While I’m not in the target audience for this, I skimmed through the first chapter and this seems really cool - great job! I will definitely keep this one in mind if it ever becomes more relevant to me.

One small comment: the /about page only has the books listed and nothing else. Some people will probably be interested in knowing a thing or two about the author before getting the books (and there are probably a million people with the same name, so difficult to Google)

+1 reg the author point. I would like to know whose book I am getting.

I understand that sometimes people want to keep their identity private but for an author it's tough.

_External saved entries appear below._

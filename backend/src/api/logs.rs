//! Pipeline progress events, streamed to clients via Server-Sent Events (SSE).
//!
//! Every entry is also emitted through `tracing`, so the same progress
//! shows up in the server log.

use once_cell::sync::Lazy;
use serde::{Deserialize, Serialize};
use tokio::sync::broadcast;

/// Log level for client display
#[derive(Debug, Clone, Copy, PartialEq, Eq, Serialize, Deserialize)]
#[serde(rename_all = "lowercase")]
pub enum LogLevel {
    Info,
    Success,
    Warning,
    Error,
}

/// A single progress entry
#[derive(Debug, Clone, Serialize, Deserialize)]
#[serde(rename_all = "camelCase")]
pub struct LogEntry {
    pub level: LogLevel,
    pub message: String,
    /// RFC 3339 time the entry was created
    pub timestamp: String,
}

impl LogEntry {
    fn new(level: LogLevel, message: impl Into<String>) -> Self {
        Self {
            level,
            message: message.into(),
            timestamp: chrono::Utc::now().to_rfc3339(),
        }
    }

    pub fn info(message: impl Into<String>) -> Self {
        Self::new(LogLevel::Info, message)
    }

    pub fn success(message: impl Into<String>) -> Self {
        Self::new(LogLevel::Success, message)
    }

    pub fn warning(message: impl Into<String>) -> Self {
        Self::new(LogLevel::Warning, message)
    }

    pub fn error(message: impl Into<String>) -> Self {
        Self::new(LogLevel::Error, message)
    }
}

/// Global progress broadcaster
pub static LOG_BROADCASTER: Lazy<LogBroadcaster> = Lazy::new(LogBroadcaster::new);

/// Broadcasts progress entries to all connected SSE clients
pub struct LogBroadcaster {
    sender: broadcast::Sender<LogEntry>,
}

impl LogBroadcaster {
    pub fn new() -> Self {
        let (sender, _) = broadcast::channel(100);
        Self { sender }
    }

    /// Emit an entry to tracing and to all subscribers
    pub fn log(&self, entry: LogEntry) {
        match entry.level {
            LogLevel::Info => tracing::info!("{}", entry.message),
            LogLevel::Success => tracing::info!(success = true, "{}", entry.message),
            LogLevel::Warning => tracing::warn!("{}", entry.message),
            LogLevel::Error => tracing::error!("{}", entry.message),
        }

        // No receivers is fine
        let _ = self.sender.send(entry);
    }

    pub fn subscribe(&self) -> broadcast::Receiver<LogEntry> {
        self.sender.subscribe()
    }
}

impl Default for LogBroadcaster {
    fn default() -> Self {
        Self::new()
    }
}

pub fn log_info(msg: impl Into<String>) {
    LOG_BROADCASTER.log(LogEntry::info(msg));
}

pub fn log_success(msg: impl Into<String>) {
    LOG_BROADCASTER.log(LogEntry::success(msg));
}

pub fn log_warning(msg: impl Into<String>) {
    LOG_BROADCASTER.log(LogEntry::warning(msg));
}

pub fn log_error(msg: impl Into<String>) {
    LOG_BROADCASTER.log(LogEntry::error(msg));
}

This is like wanting someone authoring a PR on github to have their about section filled out. Maybe it's nice for the reviewer to have, but some authors prefer to let the content to speak for itself. I think that's fair.

For someone trying the learn new information (and thus lacking the ability to discern), its not possible to let the content speak for itself

Past HN posts for author's other book, "Build Your Own Redis":

https://news.ycombinator.com/item?id=34557389 (Show HN - 5 comments)

https://news.ycombinator.com/item?id=34572263 (129 comments)

https://news.ycombinator.com/item?id=35212660 (65 comments)

build-your-own is actually good unlike that link though..!

The book recommends that website: https://build-your-own.org/database/

Why do you say the codecrafters stuff is lower quality?

Can you provide some context? Curious what informs your thoughts on codecrafters' quality...

Well, one's a decently comprehensive book and the other's SaaS aimed at embezzling your employer's learning budget - wider lang support but lower quality.

Maybe the problem is the format...

haha yeah nicely put

For a supplementary angle I’d highly recommend having a nose in both the Postgres docs and source. They’re both very readable.

I think the section on internals is a good jumping off point that leads to a lot of deeper content.


We have so many database products out there. But if this book leads to more of them, I'm all for it. I think databases, while old as IT itself, still has room to evolve, especially in the distributed realm, and especially in the multi-master configuration where I do not see many products being offered, as compared to one-writer configurations.

The book suggests building a database on top of a KV store. This is precisely what I did with my project. I was initially building a product that I hoped would be able to replace existing file systems and I needed an architecture that made it easy to create meta-data tags for every file and then find every file that had certain tags very quickly. I implemented the tags using a set of novel Key-Value stores that I invented.

Once I had it working, I realized the KV stores I used for tags were just like columns in a relational table built within a columnar database. Querying for files based off their tags was very much just like SQL queries for table rows. So I tried using them to create relational tables.

They turned out to be incredibly fast at a variety of queries (the bread and butter of databases) without needing to create separate indexes in order to get optimal performance. I thought database experts would be intrigued when I showed how much faster my system was than other conventional RDBMS setups on the same hardware. I guess I was surprised when almost no one was even curious how it did it.

Here is a simple, short video comparing it to SQLite: https://www.youtube.com/watch?v=Va5ZqfwQXWI

I think the problem is that every relational query can be implemented a KV store, but usually the trade offs and bugs in your nascent query engine IS boring, and we can already use a bunch of hella fast KV stores out there if you dont care about ACID or you are willing to give up your decades long implementation details on SQL engine of choice.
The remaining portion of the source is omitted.